[Stored items]
------------------------------

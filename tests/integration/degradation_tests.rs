//! Degradation integration tests
//!
//! A flood of denials across many principals trips the emergency ceiling,
//! which then applies to every tier until the denial ratio recovers.

#[cfg(test)]
mod tests {
    use crate::common::fixtures::fast_degradation_config;
    use crate::common::{NOW, PrincipalFactory, TestGateway};
    use actix_web::http::StatusCode;
    use actix_web::{test, web};
    use ratelimit_gateway::core::rate_limiter::{DegradationTransition, Scope};
    use ratelimit_gateway::server::create_app;
    use serde_json::Value;
    use std::sync::Arc;
    use std::time::Duration;
    use tokio::sync::watch;

    fn agent_request(principal: &str) -> test::TestRequest {
        test::TestRequest::post()
            .uri("/api/agents/crawler/execute")
            .insert_header(("x-principal-id", principal))
    }

    fn enterprise_chat() -> test::TestRequest {
        test::TestRequest::post()
            .uri("/api/chat/messages")
            .insert_header(("x-principal-id", "big-customer"))
            .insert_header(("x-principal-tier", "enterprise"))
    }

    /// Flooded agent endpoint degrades the gateway for everyone, then recovers
    #[actix_web::test]
    async fn test_flood_activates_and_recovers() {
        let gateway = TestGateway::with_config(fast_degradation_config(), NOW);
        let app = test::init_service(create_app(web::Data::new(gateway.state()))).await;

        // 2 admitted and 8 denied per principal.
        for i in 0..5 {
            let principal = format!("bot-{i}");
            for _ in 0..10 {
                test::call_service(&app, agent_request(&principal).to_request()).await;
            }
        }

        let controller = gateway.degradation();
        assert_eq!(controller.tick(), None);
        assert_eq!(controller.tick(), Some(DegradationTransition::Activated));

        let req = test::TestRequest::get()
            .uri("/admin/rate-limit/degradation")
            .insert_header(("x-principal-id", "operator"))
            .to_request();
        let body: Value = test::call_and_read_body_json(&app, req).await;
        assert_eq!(body["data"]["active"], true);
        assert!(
            body["data"]["reason"]
                .as_str()
                .unwrap()
                .contains("denial ratio")
        );

        let req = test::TestRequest::get().uri("/health").to_request();
        let body: Value = test::call_and_read_body_json(&app, req).await;
        assert_eq!(body["data"]["status"], "degraded");

        // Enterprise normally gets 500 chat messages a minute.
        for _ in 0..3 {
            let resp = test::call_service(&app, enterprise_chat().to_request()).await;
            assert_eq!(resp.status(), StatusCode::ACCEPTED);
            assert_eq!(resp.headers().get("x-ratelimit-limit").unwrap(), "3");
        }
        let resp = test::call_service(&app, enterprise_chat().to_request()).await;
        assert_eq!(resp.status(), StatusCode::TOO_MANY_REQUESTS);

        // Traffic dies down; recovery has to hold for the cooldown.
        assert_eq!(controller.tick(), None);
        gateway.clock.advance(5);
        assert_eq!(controller.tick(), Some(DegradationTransition::Deactivated));

        let resp = test::call_service(&app, enterprise_chat().to_request()).await;
        assert_eq!(resp.status(), StatusCode::ACCEPTED);
        assert_eq!(resp.headers().get("x-ratelimit-limit").unwrap(), "500");
    }

    /// A handful of abusive principals below the volume floor change nothing
    #[tokio::test]
    async fn test_small_flood_stays_below_floor() {
        let gateway = TestGateway::with_config(fast_degradation_config(), NOW);
        let scope = Scope::agent_execute();

        let principal = PrincipalFactory::free("lonely-bot");
        for _ in 0..10 {
            gateway.enforcer.check(&principal, &scope).await.unwrap();
        }
        assert_eq!(gateway.degradation().tick(), None);
        assert_eq!(gateway.degradation().tick(), None);
        assert!(!gateway.degradation().is_active());
    }

    /// One principal hammering well above the volume floor is not an overload
    #[tokio::test]
    async fn test_single_heavy_principal_does_not_degrade() {
        let gateway = TestGateway::with_config(fast_degradation_config(), NOW);
        let scope = Scope::agent_execute();

        let principal = PrincipalFactory::free("heavy-bot");
        for _ in 0..200 {
            gateway.enforcer.check(&principal, &scope).await.unwrap();
        }
        assert_eq!(gateway.degradation().tick(), None);
        assert_eq!(gateway.degradation().tick(), None);
        assert!(!gateway.degradation().is_active());

        // Enterprise traffic keeps its own quota.
        let enterprise = PrincipalFactory::enterprise("big-customer");
        let decision = gateway
            .enforcer
            .check(&enterprise, &Scope::chat_message())
            .await
            .unwrap();
        assert!(!decision.emergency);
        assert_eq!(decision.limit, 500);
    }

    /// The spawned controller ticks on its own and stops on shutdown
    #[tokio::test]
    async fn test_background_controller_activates() {
        let mut config = fast_degradation_config();
        config.gateway.degradation.tick_interval_ms = 10;
        let gateway = TestGateway::with_config(config, NOW);
        let scope = Scope::agent_execute();

        for principal in PrincipalFactory::many_free("swarm", 5) {
            for _ in 0..10 {
                gateway.enforcer.check(&principal, &scope).await.unwrap();
            }
        }

        let (shutdown_tx, shutdown_rx) = watch::channel(false);
        let handle = Arc::clone(gateway.degradation()).spawn(shutdown_rx);

        let mut active = false;
        for _ in 0..50 {
            tokio::time::sleep(Duration::from_millis(10)).await;
            if gateway.degradation().is_active() {
                active = true;
                break;
            }
        }
        assert!(active, "controller never activated");

        shutdown_tx.send(true).unwrap();
        tokio::time::timeout(Duration::from_secs(1), handle)
            .await
            .expect("controller stops on shutdown")
            .unwrap();
    }
}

------------------------------

## EXERCISE DIRECTIONS
What is the number of lines in the entries above that contain the word "check"? Answer with that number only.

## RESPONSE AREA
4